The Social Contract of the Phone Call
We forget that a collections call is a social contract. When Miller calls Artie, there is a power imbalance, but there is also a shared vulnerability. Artie knows he owes the money. Miller knows he has to ask for it. When the system forces Miller to demand a date and a dollar amount, it breaks the social contract.
Artie gives the promise because he wants to get off the phone. He wants to go back to his Bridgeport mill and try to make enough parts to actually stay in business. He gives the lie because the lie is the only currency the caller is allowed to accept.
I’ve made this mistake myself.
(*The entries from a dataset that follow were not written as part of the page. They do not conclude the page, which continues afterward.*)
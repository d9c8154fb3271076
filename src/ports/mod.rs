//! Ports - Interfaces for external dependencies.
//!
//! Following hexagonal architecture, ports define the contracts between
//! the domain and the outside world. Adapters implement these ports.
//!
//! - `AIProvider` - Hosted language model completions
//! - `SessionRepository` - Live council sessions
//! - `PreferenceStore` - Remembered settings (theme, profile)

mod ai_provider;
mod preference_store;
mod session_repository;

pub use ai_provider::{
    AIError, AIProvider, CompletionRequest, CompletionResponse, FinishReason, Message,
    MessageRole, ProviderInfo, RequestMetadata, ResponseFormat, TokenUsage,
};
pub use preference_store::{PreferenceStore, PreferenceStoreError};
pub use session_repository::{SessionRepository, SharedSession};
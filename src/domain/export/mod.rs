//! Export module - deterministic text renderings of fetched results.
//!
//! Nothing here touches the network; callers copy the text wherever they
//! like.

mod decision_log;
mod slide_outline;

pub use decision_log::decision_log;
pub use slide_outline::slide_outline;

use serde::{Deserialize, Serialize};
use std::str::FromStr;

use crate::domain::council::{CouncilOutput, RisksAndOpportunitiesOutput};
use crate::domain::foundation::ValidationError;

/// Which export a caller wants.
#[derive(Debug, Clone, Copy, PartialEq, Eq, Serialize, Deserialize)]
#[serde(rename_all = "kebab-case")]
pub enum ExportFormat {
    DecisionLog,
    Slides,
}

impl ExportFormat {
    /// Renders the export for a finished debate.
    pub fn render(
        self,
        council: &CouncilOutput,
        risks: Option<&RisksAndOpportunitiesOutput>,
    ) -> String {
        match self {
            ExportFormat::DecisionLog => decision_log(council, risks),
            ExportFormat::Slides => slide_outline(council, risks),
        }
    }
}

impl FromStr for ExportFormat {
    type Err = ValidationError;

    fn from_str(s: &str) -> Result<Self, Self::Err> {
        match s {
            "decision-log" => Ok(ExportFormat::DecisionLog),
            "slides" => Ok(ExportFormat::Slides),
            other => Err(ValidationError::invalid_format(
                "format",
                format!("expected 'decision-log' or 'slides', got '{}'", other),
            )),
        }
    }
}

#[cfg(test)]
mod tests {
    use super::*;
    use crate::domain::council::fixtures;

    #[test]
    fn format_parses_from_path_segment() {
        let format: ExportFormat = serde_json::from_str("\"decision-log\"").unwrap();
        assert_eq!(format, ExportFormat::DecisionLog);
        assert_eq!("slides".parse::<ExportFormat>().unwrap(), ExportFormat::Slides);
        assert!("pdf".parse::<ExportFormat>().is_err());
    }

    #[test]
    fn render_dispatches_by_format() {
        let council = fixtures::council();
        let log = ExportFormat::DecisionLog.render(&council, None);
        let slides = ExportFormat::Slides.render(&council, None);

        assert!(log.starts_with("SUSTAINABILITY COUNCIL DECISION LOG"));
        assert!(slides.starts_with("SLIDE OUTLINE"));
    }
}
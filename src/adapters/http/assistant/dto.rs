//! HTTP DTOs for the assistant.

use serde::{Deserialize, Serialize};

#[derive(Debug, Clone, Deserialize)]
pub struct ChatRequest {
    pub query: String,
    /// Session whose debate is used as context.
    #[serde(default)]
    pub session_id: Option<String>,
}

#[derive(Debug, Clone, Serialize)]
pub struct ChatResponse {
    pub reply: String,
}
//! Finish, dismiss and reset.

use std::sync::Arc;

use super::tool_runner::load_session;
use crate::domain::foundation::SessionId;
use crate::domain::session::{CouncilSession, SessionError};
use crate::ports::SessionRepository;

/// Session lifecycle transitions.
#[derive(Debug, Clone, Copy, PartialEq, Eq)]
pub enum LifecycleAction {
    /// Show the completion overlay.
    Finish,
    /// Hide the completion overlay.
    Dismiss,
    /// Start over with a blank session.
    Reset,
}

pub struct SessionLifecycleHandler {
    repository: Arc<dyn SessionRepository>,
}

impl SessionLifecycleHandler {
    pub fn new(repository: Arc<dyn SessionRepository>) -> Self {
        Self { repository }
    }

    pub async fn handle(
        &self,
        session_id: SessionId,
        action: LifecycleAction,
    ) -> Result<CouncilSession, SessionError> {
        let session = load_session(&self.repository, session_id).await?;
        let mut session = session.lock().await;
        match action {
            LifecycleAction::Finish => session.finish(),
            LifecycleAction::Dismiss => session.dismiss_finish(),
            LifecycleAction::Reset => {
                session.reset();
                tracing::info!(%session_id, "Session reset");
            }
        }
        Ok(session.clone())
    }
}
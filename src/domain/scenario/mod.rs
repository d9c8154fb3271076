//! Scenario module - what the council is asked to assess.

mod presets;
mod scenario_type;

pub use presets::{preset, PresetScenario, PRESET_SCENARIOS};
pub use scenario_type::ScenarioType;

use serde::{Deserialize, Serialize};

use crate::domain::foundation::{sanitize_input, ValidationError};

/// A sanitized, non-empty scenario ready to be sent to the council.
#[derive(Debug, Clone, PartialEq, Eq, Serialize, Deserialize)]
pub struct Scenario {
    text: String,
    scenario_type: ScenarioType,
}

impl Scenario {
    /// Sanitizes `text` and rejects it when nothing is left.
    pub fn new(
        text: &str,
        scenario_type: ScenarioType,
        max_length: usize,
    ) -> Result<Self, ValidationError> {
        let text = sanitize_input(text, max_length);
        if text.is_empty() {
            return Err(ValidationError::empty_field("scenario"));
        }
        Ok(Self {
            text,
            scenario_type,
        })
    }

    pub fn text(&self) -> &str {
        &self.text
    }

    pub fn scenario_type(&self) -> ScenarioType {
        self.scenario_type
    }
}

#[cfg(test)]
mod tests {
    use super::*;

    #[test]
    fn scenario_is_sanitized() {
        let s = Scenario::new("  <i>Green</i> roofs ", ScenarioType::Buildings, 100).unwrap();
        assert_eq!(s.text(), "Green roofs");
        assert_eq!(s.scenario_type(), ScenarioType::Buildings);
    }

    #[test]
    fn blank_scenario_is_rejected() {
        let err = Scenario::new("   <br/>  ", ScenarioType::Other, 100).unwrap_err();
        assert_eq!(err, ValidationError::empty_field("scenario"));
    }
}
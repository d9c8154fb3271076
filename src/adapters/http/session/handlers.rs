//! HTTP handlers for session endpoints.

use std::sync::Arc;

use axum::extract::{Json, Path, State};
use axum::http::{header, StatusCode};
use axum::response::IntoResponse;

use crate::adapters::http::error::{parse_path, ApiError};
use crate::application::handlers::session::{
    ApplyPresetCommand, ApplyPresetHandler, CreateSessionHandler, DeleteSessionHandler,
    ExportSessionHandler, GetSessionHandler, LifecycleAction, RunDebateHandler, RunToolCommand,
    RunToolHandler, SessionLifecycleHandler, UpdateScenarioCommand, UpdateScenarioHandler,
};
use crate::application::CouncilClient;
use crate::domain::export::ExportFormat;
use crate::domain::foundation::SessionId;
use crate::domain::scenario::ScenarioType;
use crate::domain::session::Tool;
use crate::ports::SessionRepository;

use super::dto::{SessionResponse, UpdateScenarioRequest};

// ════════════════════════════════════════════════════════════════════════════
// Application State
// ════════════════════════════════════════════════════════════════════════════

/// Shared state for session endpoints.
#[derive(Clone)]
pub struct SessionAppState {
    pub repository: Arc<dyn SessionRepository>,
    pub client: CouncilClient,
    pub max_input_length: usize,
}

impl SessionAppState {
    fn create_handler(&self) -> CreateSessionHandler {
        CreateSessionHandler::new(self.repository.clone(), self.max_input_length)
    }

    fn get_handler(&self) -> GetSessionHandler {
        GetSessionHandler::new(self.repository.clone())
    }

    fn delete_handler(&self) -> DeleteSessionHandler {
        DeleteSessionHandler::new(self.repository.clone())
    }

    fn update_scenario_handler(&self) -> UpdateScenarioHandler {
        UpdateScenarioHandler::new(self.repository.clone())
    }

    fn apply_preset_handler(&self) -> ApplyPresetHandler {
        ApplyPresetHandler::new(self.repository.clone(), self.client.clone())
    }

    fn debate_handler(&self) -> RunDebateHandler {
        RunDebateHandler::new(self.repository.clone(), self.client.clone())
    }

    fn tool_handler(&self) -> RunToolHandler {
        RunToolHandler::new(self.repository.clone(), self.client.clone())
    }

    fn lifecycle_handler(&self) -> SessionLifecycleHandler {
        SessionLifecycleHandler::new(self.repository.clone())
    }

    fn export_handler(&self) -> ExportSessionHandler {
        ExportSessionHandler::new(self.repository.clone())
    }
}

type SessionResult = Result<Json<SessionResponse>, ApiError>;

// ════════════════════════════════════════════════════════════════════════════
// HTTP handlers
// ════════════════════════════════════════════════════════════════════════════

/// POST /api/sessions
pub async fn create_session(
    State(state): State<SessionAppState>,
) -> Result<(StatusCode, Json<SessionResponse>), ApiError> {
    let session = state.create_handler().handle().await?;
    Ok((StatusCode::CREATED, Json(session.into())))
}

/// GET /api/sessions/:id
pub async fn get_session(
    State(state): State<SessionAppState>,
    Path(id): Path<String>,
) -> SessionResult {
    let id = parse_path::<SessionId>(&id, "session id")?;
    let session = state.get_handler().handle(id).await?;
    Ok(Json(session.into()))
}

/// DELETE /api/sessions/:id
pub async fn delete_session(
    State(state): State<SessionAppState>,
    Path(id): Path<String>,
) -> Result<StatusCode, ApiError> {
    let id = parse_path::<SessionId>(&id, "session id")?;
    state.delete_handler().handle(id).await?;
    Ok(StatusCode::NO_CONTENT)
}

/// PUT /api/sessions/:id/scenario
pub async fn update_scenario(
    State(state): State<SessionAppState>,
    Path(id): Path<String>,
    Json(req): Json<UpdateScenarioRequest>,
) -> SessionResult {
    let session_id = parse_path::<SessionId>(&id, "session id")?;
    let scenario_type = match req.scenario_type.as_deref() {
        Some(raw) => raw.parse::<ScenarioType>()?,
        None => ScenarioType::default(),
    };
    let cmd = UpdateScenarioCommand {
        session_id,
        text: req.scenario,
        scenario_type,
    };
    let session = state.update_scenario_handler().handle(cmd).await?;
    Ok(Json(session.into()))
}

/// POST /api/sessions/:id/preset/:index
pub async fn apply_preset(
    State(state): State<SessionAppState>,
    Path((id, index)): Path<(String, String)>,
) -> SessionResult {
    let cmd = ApplyPresetCommand {
        session_id: parse_path(&id, "session id")?,
        index: parse_path(&index, "preset index")?,
    };
    let session = state.apply_preset_handler().handle(cmd).await?;
    Ok(Json(session.into()))
}

/// POST /api/sessions/:id/debate
pub async fn run_debate(
    State(state): State<SessionAppState>,
    Path(id): Path<String>,
) -> SessionResult {
    let id = parse_path::<SessionId>(&id, "session id")?;
    let session = state.debate_handler().handle(id).await?;
    Ok(Json(session.into()))
}

async fn run_tool(state: SessionAppState, id: String, tool: Tool) -> SessionResult {
    let cmd = RunToolCommand {
        session_id: parse_path(&id, "session id")?,
        tool,
    };
    let session = state.tool_handler().handle(cmd).await?;
    Ok(Json(session.into()))
}

/// POST /api/sessions/:id/risks
pub async fn run_risks(State(state): State<SessionAppState>, Path(id): Path<String>) -> SessionResult {
    run_tool(state, id, Tool::Risks).await
}

/// POST /api/sessions/:id/improve
pub async fn run_improve(State(state): State<SessionAppState>, Path(id): Path<String>) -> SessionResult {
    run_tool(state, id, Tool::Improve).await
}

/// POST /api/sessions/:id/explain
pub async fn run_explain(State(state): State<SessionAppState>, Path(id): Path<String>) -> SessionResult {
    run_tool(state, id, Tool::Explain).await
}

/// POST /api/sessions/:id/report
pub async fn run_report(State(state): State<SessionAppState>, Path(id): Path<String>) -> SessionResult {
    run_tool(state, id, Tool::Report).await
}

/// POST /api/sessions/:id/coach
pub async fn run_coach(State(state): State<SessionAppState>, Path(id): Path<String>) -> SessionResult {
    run_tool(state, id, Tool::Coach).await
}

async fn lifecycle(state: SessionAppState, id: String, action: LifecycleAction) -> SessionResult {
    let id = parse_path::<SessionId>(&id, "session id")?;
    let session = state.lifecycle_handler().handle(id, action).await?;
    Ok(Json(session.into()))
}

/// POST /api/sessions/:id/finish
pub async fn finish_session(State(state): State<SessionAppState>, Path(id): Path<String>) -> SessionResult {
    lifecycle(state, id, LifecycleAction::Finish).await
}

/// POST /api/sessions/:id/dismiss
pub async fn dismiss_finish(State(state): State<SessionAppState>, Path(id): Path<String>) -> SessionResult {
    lifecycle(state, id, LifecycleAction::Dismiss).await
}

/// POST /api/sessions/:id/reset
pub async fn reset_session(State(state): State<SessionAppState>, Path(id): Path<String>) -> SessionResult {
    lifecycle(state, id, LifecycleAction::Reset).await
}

/// GET /api/sessions/:id/export/:format
pub async fn export_session(
    State(state): State<SessionAppState>,
    Path((id, format)): Path<(String, String)>,
) -> Result<impl IntoResponse, ApiError> {
    let id = parse_path::<SessionId>(&id, "session id")?;
    let format = format.parse::<ExportFormat>()?;
    let text = state.export_handler().handle(id, format).await?;
    Ok(([(header::CONTENT_TYPE, "text/plain; charset=utf-8")], text))
}
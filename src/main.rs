use std::error::Error;
use std::sync::Arc;
use std::time::Duration;

use secrecy::ExposeSecret;
use tokio::net::TcpListener;
use tokio::signal;
use tracing_subscriber::{layer::SubscriberExt, util::SubscriberInitExt, EnvFilter};

use sustainability_council::adapters::ai::{GeminiConfig, GeminiProvider, MockAIProvider};
use sustainability_council::adapters::http::{build_router, HttpServices};
use sustainability_council::adapters::storage::{FilePreferenceStore, InMemorySessionRepository};
use sustainability_council::application::{CouncilClient, CouncilClientConfig, Preferences};
use sustainability_council::config::{AiConfig, AiProvider, AppConfig, ServerConfig};
use sustainability_council::ports::AIProvider as AIProviderPort;

fn init_tracing(server: &ServerConfig) {
    let env_filter =
        EnvFilter::try_from_default_env().unwrap_or_else(|_| EnvFilter::new(&server.log_level));
    let registry = tracing_subscriber::registry().with(env_filter);

    if server.is_production() {
        registry
            .with(
                tracing_subscriber::fmt::layer()
                    .with_file(true)
                    .with_line_number(true)
                    .json()
                    .flatten_event(true),
            )
            .init();
    } else {
        registry.with(tracing_subscriber::fmt::layer()).init();
    }
}

fn build_provider(ai: &AiConfig) -> Result<Arc<dyn AIProviderPort>, Box<dyn Error>> {
    match ai.provider {
        AiProvider::Mock => {
            tracing::warn!("Using the mock provider; replies are canned");
            Ok(Arc::new(MockAIProvider::demo().without_call_recording()))
        }
        AiProvider::Gemini => {
            let key = ai
                .gemini_api_key
                .as_ref()
                .ok_or("ai.gemini_api_key is required for the gemini provider")?;
            let config = GeminiConfig::new(key.expose_secret().clone())
                .with_model(ai.tool_model.clone())
                .with_base_url(ai.base_url.clone())
                .with_timeout(ai.timeout())
                .with_max_retries(ai.max_retries);
            Ok(Arc::new(GeminiProvider::new(config)?))
        }
    }
}

fn spawn_session_sweeper(sessions: InMemorySessionRepository, idle_timeout: Duration) {
    let period = (idle_timeout / 4).max(Duration::from_secs(1));
    tokio::spawn(async move {
        let mut ticker = tokio::time::interval(period);
        loop {
            ticker.tick().await;
            sessions.evict_idle().await;
        }
    });
}

async fn shutdown_signal() {
    let ctrl_c = async {
        if let Err(e) = signal::ctrl_c().await {
            tracing::error!(error = %e, "Failed to listen for Ctrl+C");
            std::future::pending::<()>().await;
        }
    };

    #[cfg(unix)]
    let terminate = async {
        match signal::unix::signal(signal::unix::SignalKind::terminate()) {
            Ok(mut sigterm) => {
                sigterm.recv().await;
            }
            Err(e) => {
                tracing::error!(error = %e, "Failed to install SIGTERM handler");
                std::future::pending::<()>().await;
            }
        }
    };

    #[cfg(not(unix))]
    let terminate = std::future::pending::<()>();

    tokio::select! {
        _ = ctrl_c => {},
        _ = terminate => {},
    }

    tracing::info!("Shutdown signal received");
}

#[tokio::main]
async fn main() -> Result<(), Box<dyn Error>> {
    let config = AppConfig::load()?;
    init_tracing(&config.server);
    config.validate()?;

    let provider = build_provider(&config.ai)?;
    let info = provider.provider_info();
    let client = CouncilClient::new(
        provider,
        CouncilClientConfig {
            debate_model: config.ai.debate_model.clone(),
            tool_model: config.ai.tool_model.clone(),
            debate_temperature: config.ai.debate_temperature,
        },
    );

    let store = FilePreferenceStore::open(&config.storage.preferences_path).await?;
    let sessions = InMemorySessionRepository::with_limits(
        config.storage.session_idle_timeout(),
        config.storage.max_sessions,
    );
    spawn_session_sweeper(sessions.clone(), config.storage.session_idle_timeout());

    let services = HttpServices {
        sessions: Arc::new(sessions),
        client,
        preferences: Preferences::new(Arc::new(store)),
        max_input_length: config.scenario.max_length,
    };
    let app = build_router(services, &config.server);

    let addr = config.server.socket_addr()?;
    let listener = TcpListener::bind(addr).await?;
    tracing::info!(
        %addr,
        provider = %info.name,
        debate_model = %config.ai.debate_model,
        tool_model = %config.ai.tool_model,
        environment = ?config.server.environment,
        "Sustainability Council listening"
    );

    axum::serve(listener, app)
        .with_graceful_shutdown(shutdown_signal())
        .await?;

    tracing::info!("Server stopped");
    Ok(())
}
I’ve sat in the manager’s chair and looked at the “Contact-to-PTP” ratio as if it were a holy scripture. I’ve ignored the fact that my best agents were the ones with the “messiest” data-because they were the only ones telling me the truth.
“Look, I know the system says he’s paying Friday, but I talked to him for twenty minutes, and his kid is sick and his main lathe is down. Don’t count on that money.”
I used to think those agents were a problem because they “ruined the report.” Now I realize they were the only thing keeping the report from becoming a total work of fiction.
The Cost of Hope
We pay a heavy tax for our optimism. In commercial finance, we call it “bad debt expense,” but a significant portion of it could accurately be labeled the “Optimism Tax.” It’s the cost of believing the data we forced our employees to manufacture.
If we want to build a resilient portfolio, we have to become comfortable with the scent of “nothing.” We have to allow for the documented silence. We have to realize that a “No Outcome” entry is often a more accurate predictor of the future than a forced “Promise to Pay.”
The next time you look at a dashboard that shows a 90% promise-to-pay rate, don’t celebrate. Instead, go find the person with the stiff neck and the most “unproductive” call logs. Ask them what Artie actually said.
You’ll find more truth in their hesitation than you will in any spreadsheet the system can generate. We don’t need more data; we need more honesty. And honesty is rarely found in a dropdown menu.